Family Life and Childhood
Alice Duer Miller
While she appears to have had a distant relationship with her father, Kitty and her uncle Henry Miller wrote to one another frequently. Henry was married to Alice Duer Miller , a famous writer and suffragist, whom Kitty greatly admired.
Born in 1874, Alice attended Barnard college at a time when it was ‘frowned upon.’ She wrote frequent columns for the New York Tribune, and her satirical refrain, ‘Are Women People?’ became a campaign slogan for the American suffrage movement.
Alice Duer Miller Obituary. Wintringham 10/4 LHCMA
Through her journalism, novels and poetry, Alice achieved widespread acclaim. She was especially well-known for her book of verse, ‘White Cliffs’ , published in 1940. This elegy to England during the Blitz sold over a million copies and was credited with turning American public opinion toward joining the Allies in the Second World War.
Kitty and Henry exchanged letters throughout their lives and there was clearly a warm bond between them. After Alice's death on 22nd August 1942, Kitty wrote in condolence to Henry:
'As a child [Alice] was my idea of a queen... my ideal of a woman, intelligent, brilliant, poised but at the same time full of warmth and heart, truly womanly in the highest sense of the word, no trace of attempting to be a bad imitation of a man, which was the curse of so many women who fought for the suffragette cause.’ Wintringham 10/4 LHCMA
Kitty's reflections on Alice are striking: she admires not only her intelligence and commitment to the suffrage cause but the 'womanly' way in which she conducted herself. Across her letters, articles and papers, Kitty appears to be constantly negotiating how to conduct and present herself in the deeply masculine culture of Republican Spain and the British Left.
You can read Professor Mary Chapman's reflections on Alice Duer Miller's legacy here
Kitty Travels to the USSR
Kitty aged 24 in 1932, Wintringham 11/2. A
Kitty attended Bryn Mawr between 1926-1930, a women’s college in Pennsylvania. She studied politics and economics and spent the summer holidays 'toruisting’ around Europe.
After graduating, she spent some time in Germany and worked in advertising in New York, but became ‘bored and disgusted with the life of the upper brackets of society.’ She fed her interest in politics by reading and joined the League against War and Fascism. (Wintringham 8/2 LHCMA)
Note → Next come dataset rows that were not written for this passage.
use serde::Serialize;
use tracing::trace;

use crate::binding::BindingEvaluator;
use crate::config::{BindingRules, PanelOptions};
use crate::resolver::ResolvedRoles;
use crate::table::{CellValue, Table};
use crate::timefmt::TimeFormatter;

pub const TOOLTIP_SEPARATOR: &str = " - ";

static NULL: CellValue = CellValue::Null;

/// What the rendering layer needs for one image.
#[derive(Debug, Clone, PartialEq, Serialize)]
pub struct ImageDescriptor {
    pub icon_url: String,
    pub alt: String,
    pub tooltip: String,
    #[serde(skip_serializing_if = "Option::is_none")]
    pub overlay_color: Option<String>,
    #[serde(skip_serializing_if = "Option::is_none")]
    pub underline_text: Option<String>,
    #[serde(skip_serializing_if = "Option::is_none")]
    pub underline_color: Option<String>,
    #[serde(skip_serializing_if = "Option::is_none")]
    pub link_url: Option<String>,
}

/// Per-row formatting policy, taken from the panel options.
#[derive(Debug, Clone)]
pub struct Formatting {
    pub base_url: String,
    pub suffix: String,
    pub tooltip: bool,
    pub tooltip_include_date: bool,
    pub tooltip_date_elapsed: bool,
    pub tooltip_include_field: bool,
    pub time: TimeFormatter,
    pub overlay: BindingRules,
    pub underline: BindingRules,
    pub link: BindingRules,
    pub link_prefix: String,
}

impl Formatting {
    pub fn from_options(options: &PanelOptions, time: TimeFormatter) -> Self {
        Formatting {
            base_url: options.base_url.clone(),
            suffix: options.suffix.clone(),
            tooltip: options.tooltip,
            tooltip_include_date: options.tooltip_include_date,
            tooltip_date_elapsed: options.tooltip_date_elapsed,
            tooltip_include_field: options.tooltip_include_field,
            time,
            overlay: options.overlay.bindings.clone(),
            underline: options.underline.bindings.clone(),
            link: options.link.bindings.clone(),
            link_prefix: options.link.url_prefix.clone(),
        }
    }

    pub fn icon_url(&self, icon: &CellValue) -> String {
        format!("{}{}{}", self.base_url, icon, self.suffix)
    }
}

fn cell(table: &Table, column: usize, row: usize) -> &CellValue {
    table
        .column(column)
        .and_then(|c| c.value(row))
        .unwrap_or(&NULL)
}

fn tooltip(table: &Table, resolved: &ResolvedRoles, fmt: &Formatting, row: usize) -> String {
    if !fmt.tooltip {
        return String::new();
    }
    let mut text = String::new();
    if fmt.tooltip_include_date
        && let Some(idx) = resolved.tooltip_time
    {
        text = fmt.time.format(cell(table, idx, row), fmt.tooltip_date_elapsed);
    }
    if fmt.tooltip_include_field
        && let Some(idx) = resolved.tooltip_text
    {
        if !text.is_empty() {
            text.push_str(TOOLTIP_SEPARATOR);
        }
        text.push_str(&cell(table, idx, row).to_string());
    }
    text
}

/// One descriptor per row of the icon column.
pub fn project(
    table: &Table,
    resolved: &ResolvedRoles,
    formatting: &Formatting,
    evaluator: &dyn BindingEvaluator,
) -> Vec<ImageDescriptor> {
    let rows = table.column(resolved.icon).map_or(0, |c| c.len());

    (0..rows)
        .map(|row| {
            let icon = cell(table, resolved.icon, row);
            let overlay_color = resolved
                .overlay_binding
                .and_then(|idx| evaluator.evaluate(cell(table, idx, row), &formatting.overlay));
            let (underline_text, underline_color) = match resolved.underline_binding {
                Some(idx) => {
                    let value = cell(table, idx, row);
                    (
                        Some(value.to_string()),
                        evaluator.evaluate(value, &formatting.underline),
                    )
                }
                None => (None, None),
            };
            let link_url = resolved.link.map(|idx| {
                let value = cell(table, idx, row);
                let target = evaluator
                    .evaluate(value, &formatting.link)
                    .unwrap_or_else(|| value.to_string());
                format!("{}{}", formatting.link_prefix, target)
            });

            let descriptor = ImageDescriptor {
                icon_url: formatting.icon_url(icon),
                alt: cell(table, resolved.alt, row).to_string(),
                tooltip: tooltip(table, resolved, formatting, row),
                overlay_color,
                underline_text,
                underline_color,
                link_url,
            };
            trace!("Row {row}: {descriptor:?}");
            descriptor
        })
        .collect()
}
The mid-1930s was a time of fizzling international and political unrest. In 1936, the same year civil war broke out in Spain, Kitty travelled to Russia, in her words, 'for some perspective’, and returned home with 'first-hand information.' She wrote copious letters to her close friend, the playwright Leslie Reade, dragging her typewriter between cities and on and off trains:
‘If the typing of this letter is a bit more erratic than usual, put it down to the fact I am typing with the machine on the seat alongside me, which is not too convenient.’ Wintringham 8/1 LHCMA
It is unclear exactly what the purpose of her trip to the Soviet Union was. Tom’s biographer Hugh Purcell believes she was there as a tourist.
'I may be wild and high and free here, and most independent here and loving it’ Wintringham 8/1 LHCMA
Wintringham 8/1, LHCMA
However, Kitty also spent time visiting a collective farming community and learning about economic policy. Whilst at the farm near Yaroslov, she slept in a hayloft, bathed in the stream and discussed Soviet politics and unemployment in the US with a woman who invited her in for tea.
Kitty wrote long descriptions to Leslie about workers’ pay, healthcare provision and farming methods. She appears to have been collecting information for research purposes:
‘Spent 5 hours today with Bob Merriman, who is over here studying Soviet Economy....He talked of Stakhanovism and its aims, the new divorce laws, the constitution, collective farms, finance, retail trade and tomorrow is going to try and get time to tell me the way they calculate prices which is terribly complicated. What he gives you each time is the intent back of certain laws and there fore stuff we cannot possibly get at home.’ Wintringham 8/ 1 LHCMA
'Not a word to anyone of this' Wintringham 8/1 LHCMA
Although she had a caustic wit and a love of dancing and merriment, it seems highly unlikely Kitty was in the USSR as a tourist. She writes to Leslie of the way travel has changed her: ‘It solves certain things and wakes you up and generate and starts things going which perhaps were germinating there for a long while but needed some shock like this to start them off.’ Wintringham 8/2.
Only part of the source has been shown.